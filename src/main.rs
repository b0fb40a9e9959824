use anstream::{eprintln, println};
use clap::Parser;
use miette::{IntoDiagnostic, Result};
use owo_colors::OwoColorize;
use std::process::ExitCode;
use token_check::progress::StepProgress;
use token_check::{Cli, Config, Credentials, GitHubProvider, Inspection, Inspector, RepoSlug};
use tracing::Level;

#[tokio::main(flavor = "current_thread")]
async fn main() -> Result<ExitCode> {
    let mut cli = Cli::parse();
    init_tracing(cli.verbose, cli.quiet);

    let config = Config::load()?;

    if cli.token.is_none()
        && let Some(token) = config.read_token()
    {
        cli.token = Some(token);
    }

    let slug = RepoSlug::parse(&cli.repository)?;
    let credentials = Credentials::new(
        &slug.owner,
        &slug.repo,
        cli.token.as_deref().unwrap_or_default(),
    )?;

    let inspector = Inspector::new(GitHubProvider::from_config(&config)?);
    let progress = StepProgress::new(cli.quiet > 0 || cli.no_progress || cli.json);
    progress.set_step(format!("Checking access to {}", credentials.full_name()));

    let run = async {
        let mut inspection = inspector.inspect(&credentials).await;

        if let Some(branch) = cli.branch.as_deref()
            && inspection.is_granted()
        {
            progress.set_step(format!("Listing files on {branch}"));
            let listing = inspector.browse(&credentials, branch).await;
            inspection = inspection.with_listing(branch, listing);
        }

        inspection
    };

    // Nothing is held between calls, so dropping the in-flight future is safe.
    let inspection = tokio::select! {
        biased;

        _ = tokio::signal::ctrl_c() => {
            progress.abandon();
            eprintln!("{}: cancelled", "warning".yellow().bold());
            return Ok(ExitCode::from(130));
        }

        inspection = run => inspection,
    };
    progress.finish();

    if cli.json {
        let json = serde_json::to_string_pretty(&inspection).into_diagnostic()?;
        println!("{json}");
    } else if cli.quiet < 2 {
        render(&inspection, cli.quiet == 0, cli.verbose > 0);
    }

    Ok(if inspection.is_granted() {
        ExitCode::SUCCESS
    } else {
        ExitCode::FAILURE
    })
}

fn init_tracing(verbose: u8, quiet: u8) {
    if quiet > 1 {
        return;
    }

    let level = match verbose {
        _ if quiet > 0 => Level::ERROR,
        0 => Level::WARN,
        1 => Level::INFO,
        2 => Level::DEBUG,
        _ => Level::TRACE,
    };

    tracing_subscriber::fmt()
        .with_max_level(level)
        .with_writer(std::io::stderr)
        .with_target(false)
        .init();
}

fn render(inspection: &Inspection, listing: bool, show_repository: bool) {
    let message = inspection.message();
    let mut lines = message.lines();

    if let Some(status) = lines.next() {
        if inspection.is_granted() {
            println!("{} {}", "✓".green().bold(), status.bold());
        } else {
            println!("{} {}", "✗".red().bold(), status.bold());
        }
    }

    for line in lines {
        match line.strip_prefix("warning: ") {
            Some(warning) => eprintln!("{}: {warning}", "warning".yellow().bold()),
            None => println!("  {line}"),
        }
    }

    if !listing {
        return;
    }

    if show_repository && let Some(document) = inspection.repository_info() {
        println!();
        println!("{}", "Repository".bold().underline());
        println!("{}", document.pretty());
    }

    if let Some(branches) = &inspection.branches {
        println!();
        println!("{}", "Branches".bold().underline());
        for name in branches.names() {
            if inspection.selected_branch.as_deref() == Some(name.as_str()) {
                println!("* {}", name.green());
            } else {
                println!("  {name}");
            }
        }
    }

    if let Some(files) = &inspection.files {
        println!();
        println!("{}", "Files".bold().underline());
        for path in &files.paths {
            println!("  {path}");
        }
    }
}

□ □ □

■ Work required ■
Only the count is wanted. Count the lines of the data above that include the string "async".

■ Result of the task ■
2